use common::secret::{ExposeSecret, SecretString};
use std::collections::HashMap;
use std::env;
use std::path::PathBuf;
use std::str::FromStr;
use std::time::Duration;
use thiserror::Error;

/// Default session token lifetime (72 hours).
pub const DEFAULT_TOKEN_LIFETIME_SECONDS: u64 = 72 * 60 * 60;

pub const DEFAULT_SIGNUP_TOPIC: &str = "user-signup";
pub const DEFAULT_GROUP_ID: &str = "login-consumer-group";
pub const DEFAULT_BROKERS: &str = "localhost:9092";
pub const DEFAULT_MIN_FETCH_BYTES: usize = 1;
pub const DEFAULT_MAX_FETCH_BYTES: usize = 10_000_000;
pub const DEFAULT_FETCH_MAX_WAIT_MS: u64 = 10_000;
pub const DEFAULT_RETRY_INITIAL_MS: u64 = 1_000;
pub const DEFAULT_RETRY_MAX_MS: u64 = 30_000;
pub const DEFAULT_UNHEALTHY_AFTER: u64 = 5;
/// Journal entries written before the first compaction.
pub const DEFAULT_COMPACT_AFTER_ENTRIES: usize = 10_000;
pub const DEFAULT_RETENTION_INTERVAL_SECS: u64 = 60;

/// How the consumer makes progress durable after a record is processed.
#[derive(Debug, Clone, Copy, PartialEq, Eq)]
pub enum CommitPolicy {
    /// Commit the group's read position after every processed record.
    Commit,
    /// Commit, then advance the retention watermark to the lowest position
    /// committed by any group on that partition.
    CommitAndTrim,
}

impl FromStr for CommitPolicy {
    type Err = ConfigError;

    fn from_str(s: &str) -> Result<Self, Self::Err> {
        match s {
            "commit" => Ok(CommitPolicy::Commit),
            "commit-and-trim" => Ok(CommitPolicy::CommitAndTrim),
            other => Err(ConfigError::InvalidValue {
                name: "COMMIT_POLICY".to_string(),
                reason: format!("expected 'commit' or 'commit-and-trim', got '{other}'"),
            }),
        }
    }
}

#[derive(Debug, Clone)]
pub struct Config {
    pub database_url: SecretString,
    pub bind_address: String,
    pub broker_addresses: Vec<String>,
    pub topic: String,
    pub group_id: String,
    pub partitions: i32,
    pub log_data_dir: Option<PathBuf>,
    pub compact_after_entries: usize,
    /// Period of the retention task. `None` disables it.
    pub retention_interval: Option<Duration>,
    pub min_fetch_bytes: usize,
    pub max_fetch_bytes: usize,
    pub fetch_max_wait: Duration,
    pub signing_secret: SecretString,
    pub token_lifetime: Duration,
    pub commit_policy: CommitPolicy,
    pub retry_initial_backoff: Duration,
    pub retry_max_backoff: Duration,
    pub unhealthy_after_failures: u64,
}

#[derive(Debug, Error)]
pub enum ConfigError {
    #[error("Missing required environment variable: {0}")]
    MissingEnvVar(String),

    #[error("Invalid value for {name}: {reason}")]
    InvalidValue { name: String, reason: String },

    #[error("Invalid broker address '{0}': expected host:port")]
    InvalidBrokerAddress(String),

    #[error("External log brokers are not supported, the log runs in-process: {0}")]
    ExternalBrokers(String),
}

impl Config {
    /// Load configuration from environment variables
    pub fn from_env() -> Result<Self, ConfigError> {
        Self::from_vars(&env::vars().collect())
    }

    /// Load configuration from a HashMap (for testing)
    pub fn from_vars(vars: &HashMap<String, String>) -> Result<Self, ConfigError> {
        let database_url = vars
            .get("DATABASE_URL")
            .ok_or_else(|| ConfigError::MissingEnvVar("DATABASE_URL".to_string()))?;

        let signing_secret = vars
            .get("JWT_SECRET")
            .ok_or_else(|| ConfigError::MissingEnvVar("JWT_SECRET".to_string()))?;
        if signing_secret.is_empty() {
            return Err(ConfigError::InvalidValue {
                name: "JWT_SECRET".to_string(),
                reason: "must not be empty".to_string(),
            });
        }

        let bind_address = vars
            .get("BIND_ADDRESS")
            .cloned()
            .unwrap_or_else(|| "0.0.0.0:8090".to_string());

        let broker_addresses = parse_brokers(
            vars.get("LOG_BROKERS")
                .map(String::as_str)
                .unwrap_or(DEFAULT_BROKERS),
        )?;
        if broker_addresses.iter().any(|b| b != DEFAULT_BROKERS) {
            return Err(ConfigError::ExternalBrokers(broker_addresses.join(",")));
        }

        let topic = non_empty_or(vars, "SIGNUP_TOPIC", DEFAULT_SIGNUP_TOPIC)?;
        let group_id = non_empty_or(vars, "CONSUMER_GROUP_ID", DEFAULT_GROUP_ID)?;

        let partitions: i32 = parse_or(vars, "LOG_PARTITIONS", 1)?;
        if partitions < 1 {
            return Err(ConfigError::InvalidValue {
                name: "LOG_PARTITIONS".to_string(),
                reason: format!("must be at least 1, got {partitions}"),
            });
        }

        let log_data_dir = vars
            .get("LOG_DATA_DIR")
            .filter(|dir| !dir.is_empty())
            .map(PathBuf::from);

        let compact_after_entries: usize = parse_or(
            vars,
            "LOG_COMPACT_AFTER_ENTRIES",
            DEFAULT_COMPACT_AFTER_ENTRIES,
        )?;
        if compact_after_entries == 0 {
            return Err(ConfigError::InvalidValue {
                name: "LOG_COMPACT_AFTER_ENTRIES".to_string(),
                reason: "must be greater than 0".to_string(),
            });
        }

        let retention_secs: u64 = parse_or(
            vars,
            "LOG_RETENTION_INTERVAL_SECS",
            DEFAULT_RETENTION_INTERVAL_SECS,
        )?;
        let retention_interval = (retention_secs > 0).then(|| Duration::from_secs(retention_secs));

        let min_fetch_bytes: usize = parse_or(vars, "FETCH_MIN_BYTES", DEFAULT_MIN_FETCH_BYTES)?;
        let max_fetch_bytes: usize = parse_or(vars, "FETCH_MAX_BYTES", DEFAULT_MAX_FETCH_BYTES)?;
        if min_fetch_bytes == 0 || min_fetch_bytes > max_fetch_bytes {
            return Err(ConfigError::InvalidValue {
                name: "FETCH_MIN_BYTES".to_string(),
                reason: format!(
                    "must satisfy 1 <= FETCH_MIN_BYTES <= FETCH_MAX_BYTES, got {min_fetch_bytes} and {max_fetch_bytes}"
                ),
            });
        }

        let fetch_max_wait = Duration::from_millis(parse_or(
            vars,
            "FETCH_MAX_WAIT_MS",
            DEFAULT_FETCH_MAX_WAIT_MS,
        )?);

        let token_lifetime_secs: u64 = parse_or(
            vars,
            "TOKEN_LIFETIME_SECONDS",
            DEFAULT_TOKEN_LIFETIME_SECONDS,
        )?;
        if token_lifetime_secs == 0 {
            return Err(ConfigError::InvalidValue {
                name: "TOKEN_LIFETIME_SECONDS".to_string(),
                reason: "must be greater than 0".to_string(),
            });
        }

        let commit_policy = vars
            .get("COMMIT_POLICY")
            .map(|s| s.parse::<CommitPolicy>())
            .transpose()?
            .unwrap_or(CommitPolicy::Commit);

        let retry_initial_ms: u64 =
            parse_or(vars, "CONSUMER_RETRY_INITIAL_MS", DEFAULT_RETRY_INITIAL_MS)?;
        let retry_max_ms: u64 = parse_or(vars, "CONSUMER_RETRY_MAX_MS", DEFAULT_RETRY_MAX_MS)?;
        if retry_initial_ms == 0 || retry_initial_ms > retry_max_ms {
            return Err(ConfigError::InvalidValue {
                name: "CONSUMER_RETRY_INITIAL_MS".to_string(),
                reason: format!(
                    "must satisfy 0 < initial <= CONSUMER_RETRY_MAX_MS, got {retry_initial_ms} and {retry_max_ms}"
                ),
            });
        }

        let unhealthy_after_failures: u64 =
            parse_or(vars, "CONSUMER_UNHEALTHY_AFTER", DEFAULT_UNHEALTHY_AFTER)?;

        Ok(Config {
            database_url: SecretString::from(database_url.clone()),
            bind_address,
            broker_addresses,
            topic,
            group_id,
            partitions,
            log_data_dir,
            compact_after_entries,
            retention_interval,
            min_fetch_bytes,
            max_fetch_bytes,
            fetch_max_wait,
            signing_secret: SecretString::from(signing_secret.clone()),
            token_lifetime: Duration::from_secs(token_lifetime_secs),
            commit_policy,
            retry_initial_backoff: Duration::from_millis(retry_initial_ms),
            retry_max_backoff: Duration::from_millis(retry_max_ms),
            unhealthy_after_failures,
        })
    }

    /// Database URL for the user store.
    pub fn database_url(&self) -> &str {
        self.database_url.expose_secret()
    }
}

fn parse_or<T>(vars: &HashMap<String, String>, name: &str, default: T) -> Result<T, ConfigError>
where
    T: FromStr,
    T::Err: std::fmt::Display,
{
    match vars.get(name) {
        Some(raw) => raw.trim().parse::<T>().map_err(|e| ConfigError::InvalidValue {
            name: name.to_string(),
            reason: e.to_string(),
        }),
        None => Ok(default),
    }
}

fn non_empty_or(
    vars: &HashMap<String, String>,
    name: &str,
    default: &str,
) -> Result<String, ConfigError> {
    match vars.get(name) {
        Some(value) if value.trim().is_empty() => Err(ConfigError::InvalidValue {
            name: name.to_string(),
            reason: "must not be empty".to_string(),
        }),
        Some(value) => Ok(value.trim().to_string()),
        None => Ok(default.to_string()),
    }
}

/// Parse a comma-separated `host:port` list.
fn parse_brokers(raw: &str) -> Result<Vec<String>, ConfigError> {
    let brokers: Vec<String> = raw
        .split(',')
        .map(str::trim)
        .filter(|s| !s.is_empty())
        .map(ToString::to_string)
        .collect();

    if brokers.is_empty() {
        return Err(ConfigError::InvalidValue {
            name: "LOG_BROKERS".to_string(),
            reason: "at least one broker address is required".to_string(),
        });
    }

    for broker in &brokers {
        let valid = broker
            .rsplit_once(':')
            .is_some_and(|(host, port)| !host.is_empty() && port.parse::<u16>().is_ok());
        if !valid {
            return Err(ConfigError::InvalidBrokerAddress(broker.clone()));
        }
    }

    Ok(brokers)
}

────────────────────

> _Task details_
Copy from the entries above each line in which the string "format" can be found.

> _Output for this task_
                reason: format!("expected 'commit' or 'commit-and-trim', got '{other}'"),
                reason: format!("must be at least 1, got {partitions}"),
                reason: format!(
                reason: format!(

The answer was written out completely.